■ Exercise requirements ■
Please write each record out again word for word.

■ Given records ■
__________________________________________________

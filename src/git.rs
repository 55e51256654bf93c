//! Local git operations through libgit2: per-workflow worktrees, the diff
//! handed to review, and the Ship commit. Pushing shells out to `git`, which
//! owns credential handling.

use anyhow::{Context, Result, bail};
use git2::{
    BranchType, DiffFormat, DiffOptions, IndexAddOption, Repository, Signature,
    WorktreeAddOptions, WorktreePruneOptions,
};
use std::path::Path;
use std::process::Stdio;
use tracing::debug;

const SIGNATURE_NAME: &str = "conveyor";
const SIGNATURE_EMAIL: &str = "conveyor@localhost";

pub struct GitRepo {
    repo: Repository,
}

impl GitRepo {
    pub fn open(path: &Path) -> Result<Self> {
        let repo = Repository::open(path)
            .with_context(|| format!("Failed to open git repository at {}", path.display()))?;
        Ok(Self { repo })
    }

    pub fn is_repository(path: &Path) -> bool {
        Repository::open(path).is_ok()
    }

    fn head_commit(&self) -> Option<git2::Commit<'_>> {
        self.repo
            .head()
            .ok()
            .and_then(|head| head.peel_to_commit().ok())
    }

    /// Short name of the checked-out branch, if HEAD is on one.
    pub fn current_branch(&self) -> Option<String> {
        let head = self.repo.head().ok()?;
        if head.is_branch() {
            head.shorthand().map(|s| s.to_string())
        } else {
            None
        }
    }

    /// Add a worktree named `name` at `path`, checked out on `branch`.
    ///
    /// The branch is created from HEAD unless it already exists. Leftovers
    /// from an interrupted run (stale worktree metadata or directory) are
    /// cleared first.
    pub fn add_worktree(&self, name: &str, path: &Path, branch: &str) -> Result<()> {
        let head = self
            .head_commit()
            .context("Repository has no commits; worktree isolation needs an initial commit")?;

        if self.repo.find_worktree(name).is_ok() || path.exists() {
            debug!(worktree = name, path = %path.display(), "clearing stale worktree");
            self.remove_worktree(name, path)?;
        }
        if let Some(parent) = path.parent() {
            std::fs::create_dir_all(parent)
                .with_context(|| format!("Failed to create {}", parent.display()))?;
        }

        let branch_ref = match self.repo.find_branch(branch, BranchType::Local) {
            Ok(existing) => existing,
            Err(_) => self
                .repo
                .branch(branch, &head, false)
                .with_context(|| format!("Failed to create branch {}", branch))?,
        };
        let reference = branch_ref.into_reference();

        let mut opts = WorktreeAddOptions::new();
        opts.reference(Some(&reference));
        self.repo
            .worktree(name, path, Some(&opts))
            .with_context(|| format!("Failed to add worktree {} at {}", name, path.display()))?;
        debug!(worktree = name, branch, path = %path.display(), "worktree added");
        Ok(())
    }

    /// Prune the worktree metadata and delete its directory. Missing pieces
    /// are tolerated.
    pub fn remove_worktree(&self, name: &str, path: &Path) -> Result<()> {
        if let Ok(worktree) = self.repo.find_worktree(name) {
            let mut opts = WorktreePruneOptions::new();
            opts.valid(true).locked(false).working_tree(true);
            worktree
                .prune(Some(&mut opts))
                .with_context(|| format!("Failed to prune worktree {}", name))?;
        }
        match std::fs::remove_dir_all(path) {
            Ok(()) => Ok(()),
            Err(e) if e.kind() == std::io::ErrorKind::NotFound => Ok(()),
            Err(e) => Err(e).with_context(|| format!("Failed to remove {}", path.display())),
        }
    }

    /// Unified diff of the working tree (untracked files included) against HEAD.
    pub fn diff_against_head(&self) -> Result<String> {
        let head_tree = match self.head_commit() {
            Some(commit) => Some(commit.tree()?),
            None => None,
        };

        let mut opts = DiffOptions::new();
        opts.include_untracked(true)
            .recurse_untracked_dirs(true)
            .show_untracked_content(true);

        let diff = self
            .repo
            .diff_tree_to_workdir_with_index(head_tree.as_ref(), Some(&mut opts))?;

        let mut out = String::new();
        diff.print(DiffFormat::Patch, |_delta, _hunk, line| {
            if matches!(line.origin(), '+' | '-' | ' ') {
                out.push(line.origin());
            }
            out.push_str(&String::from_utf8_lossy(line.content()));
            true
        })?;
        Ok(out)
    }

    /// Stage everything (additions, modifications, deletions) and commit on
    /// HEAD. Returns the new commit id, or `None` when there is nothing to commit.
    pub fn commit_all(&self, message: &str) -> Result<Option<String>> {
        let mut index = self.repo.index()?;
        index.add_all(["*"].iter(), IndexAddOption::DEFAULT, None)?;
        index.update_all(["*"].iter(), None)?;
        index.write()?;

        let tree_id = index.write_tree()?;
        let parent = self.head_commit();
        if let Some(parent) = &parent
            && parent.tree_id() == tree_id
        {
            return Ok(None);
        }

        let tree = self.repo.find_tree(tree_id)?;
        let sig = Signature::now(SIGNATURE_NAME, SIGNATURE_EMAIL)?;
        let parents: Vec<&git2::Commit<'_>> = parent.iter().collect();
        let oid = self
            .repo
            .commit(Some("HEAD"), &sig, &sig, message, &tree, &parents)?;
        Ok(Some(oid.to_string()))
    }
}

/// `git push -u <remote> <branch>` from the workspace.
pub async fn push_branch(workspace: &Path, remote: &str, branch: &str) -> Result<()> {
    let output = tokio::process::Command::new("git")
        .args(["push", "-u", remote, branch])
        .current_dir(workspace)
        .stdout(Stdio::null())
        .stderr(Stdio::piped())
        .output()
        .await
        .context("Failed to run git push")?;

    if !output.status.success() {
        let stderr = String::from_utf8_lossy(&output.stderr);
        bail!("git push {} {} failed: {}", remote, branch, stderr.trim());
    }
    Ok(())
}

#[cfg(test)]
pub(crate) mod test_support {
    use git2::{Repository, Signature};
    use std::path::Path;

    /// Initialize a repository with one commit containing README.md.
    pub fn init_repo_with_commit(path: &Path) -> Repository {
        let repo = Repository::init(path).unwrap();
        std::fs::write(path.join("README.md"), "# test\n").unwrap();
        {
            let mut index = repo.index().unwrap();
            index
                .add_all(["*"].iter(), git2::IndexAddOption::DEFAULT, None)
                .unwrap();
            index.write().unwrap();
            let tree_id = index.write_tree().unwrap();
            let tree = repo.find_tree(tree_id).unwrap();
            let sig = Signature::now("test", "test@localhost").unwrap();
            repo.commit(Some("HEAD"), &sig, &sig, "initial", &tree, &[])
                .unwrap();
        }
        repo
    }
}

__________________________________________________

■ Result of the exercise ■
filename src/git.rs
repository 55e51256654bf93c
//! Local git operations through libgit2: per-workflow worktrees, the diff
//! handed to review, and the Ship commit. Pushing shells out to `git`, which
//! owns credential handling.

use anyhow::{Context, Result, bail};
use git2::{
    BranchType, DiffFormat, DiffOptions, IndexAddOption, Repository, Signature,
    WorktreeAddOptions, WorktreePruneOptions,
};
use std::path::Path;
use std::process::Stdio;
use tracing::debug;

const SIGNATURE_NAME: &str = "conveyor";
const SIGNATURE_EMAIL: &str = "conveyor@localhost";

pub struct GitRepo {
    repo: Repository,
}

impl GitRepo {
    pub fn open(path: &Path) -> Result<Self> {
        let repo = Repository::open(path)
            .with_context(|| format!("Failed to open git repository at {}", path.display()))?;
        Ok(Self { repo })
    }

    pub fn is_repository(path: &Path) -> bool {
        Repository::open(path).is_ok()
    }

    fn head_commit(&self) -> Option<git2::Commit<'_>> {
        self.repo
            .head()
            .ok()
            .and_then(|head| head.peel_to_commit().ok())
    }

    /// Short name of the checked-out branch, if HEAD is on one.
    pub fn current_branch(&self) -> Option<String> {
        let head = self.repo.head().ok()?;
        if head.is_branch() {
            head.shorthand().map(|s| s.to_string())
        } else {
            None
        }
    }

    /// Add a worktree named `name` at `path`, checked out on `branch`.
    ///
    /// The branch is created from HEAD unless it already exists. Leftovers
    /// from an interrupted run (stale worktree metadata or directory) are
    /// cleared first.
    pub fn add_worktree(&self, name: &str, path: &Path, branch: &str) -> Result<()> {
        let head = self
            .head_commit()
            .context("Repository has no commits; worktree isolation needs an initial commit")?;

        if self.repo.find_worktree(name).is_ok() || path.exists() {
            debug!(worktree = name, path = %path.display(), "clearing stale worktree");
            self.remove_worktree(name, path)?;
        }
        if let Some(parent) = path.parent() {
            std::fs::create_dir_all(parent)
                .with_context(|| format!("Failed to create {}", parent.display()))?;
        }

        let branch_ref = match self.repo.find_branch(branch, BranchType::Local) {
            Ok(existing) => existing,
            Err(_) => self
                .repo
                .branch(branch, &head, false)
                .with_context(|| format!("Failed to create branch {}", branch))?,
        };
        let reference = branch_ref.into_reference();

        let mut opts = WorktreeAddOptions::new();
        opts.reference(Some(&reference));
        self.repo
            .worktree(name, path, Some(&opts))
            .with_context(|| format!("Failed to add worktree {} at {}", name, path.display()))?;
        debug!(worktree = name, branch, path = %path.display(), "worktree added");
        Ok(())
    }

    /// Prune the worktree metadata and delete its directory. Missing pieces
    /// are tolerated.
    pub fn remove_worktree(&self, name: &str, path: &Path) -> Result<()> {
        if let Ok(worktree) = self.repo.find_worktree(name) {
            let mut opts = WorktreePruneOptions::new();
            opts.valid(true).locked(false).working_tree(true);
            worktree
                .prune(Some(&mut opts))
                .with_context(|| format!("Failed to prune worktree {}", name))?;
        }
        match std::fs::remove_dir_all(path) {
            Ok(()) => Ok(()),
            Err(e) if e.kind() == std::io::ErrorKind::NotFound => Ok(()),
            Err(e) => Err(e).with_context(|| format!("Failed to remove {}", path.display())),
        }
    }

    /// Unified diff of the working tree (untracked files included) against HEAD.
    pub fn diff_against_head(&self) -> Result<String> {
        let head_tree = match self.head_commit() {
            Some(commit) => Some(commit.tree()?),
            None => None,
        };

        let mut opts = DiffOptions::new();
        opts.include_untracked(true)
            .recurse_untracked_dirs(true)
            .show_untracked_content(true);

        let diff = self
            .repo
            .diff_tree_to_workdir_with_index(head_tree.as_ref(), Some(&mut opts))?;

        let mut out = String::new();
        diff.print(DiffFormat::Patch, |_delta, _hunk, line| {
            if matches!(line.origin(), '+' | '-' | ' ') {
                out.push(line.origin());
            }
            out.push_str(&String::from_utf8_lossy(line.content()));
            true
        })?;
        Ok(out)
    }

    /// Stage everything (additions, modifications, deletions) and commit on
    /// HEAD. Returns the new commit id, or `None` when there is nothing to commit.
    pub fn commit_all(&self, message: &str) -> Result<Option<String>> {
        let mut index = self.repo.index()?;
        index.add_all(["*"].iter(), IndexAddOption::DEFAULT, None)?;
        index.update_all(["*"].iter(), None)?;
        index.write()?;

        let tree_id = index.write_tree()?;
        let parent = self.head_commit();
        if let Some(parent) = &parent
            && parent.tree_id() == tree_id
        {
            return Ok(None);
        }

        let tree = self.repo.find_tree(tree_id)?;
        let sig = Signature::now(SIGNATURE_NAME, SIGNATURE_EMAIL)?;
        let parents: Vec<&git2::Commit<'_>> = parent.iter().collect();
        let oid = self
            .repo
            .commit(Some("HEAD"), &sig, &sig, message, &tree, &parents)?;
        Ok(Some(oid.to_string()))
    }
}

/// `git push -u <remote> <branch>` from the workspace.
pub async fn push_branch(workspace: &Path, remote: &str, branch: &str) -> Result<()> {
    let output = tokio::process::Command::new("git")
        .args(["push", "-u", remote, branch])
        .current_dir(workspace)
        .stdout(Stdio::null())
        .stderr(Stdio::piped())
        .output()
        .await
        .context("Failed to run git push")?;

    if !output.status.success() {
        let stderr = String::from_utf8_lossy(&output.stderr);
        bail!("git push {} {} failed: {}", remote, branch, stderr.trim());
    }
    Ok(())
}

#[cfg(test)]
pub(crate) mod test_support {
    use git2::{Repository, Signature};
    use std::path::Path;

    /// Initialize a repository with one commit containing README.md.
    pub fn init_repo_with_commit(path: &Path) -> Repository {
        let repo = Repository::init(path).unwrap();
        std::fs::write(path.join("README.md"), "# test\n").unwrap();
        {
            let mut index = repo.index().unwrap();
            index
                .add_all(["*"].iter(), git2::IndexAddOption::DEFAULT, None)
                .unwrap();
            index.write().unwrap();
            let tree_id = index.write_tree().unwrap();
            let tree = repo.find_tree(tree_id).unwrap();
            let sig = Signature::now("test", "test@localhost").unwrap();
            repo.commit(Some("HEAD"), &sig, &sig, "initial", &tree, &[])
                .unwrap();
        }
        repo
    }
}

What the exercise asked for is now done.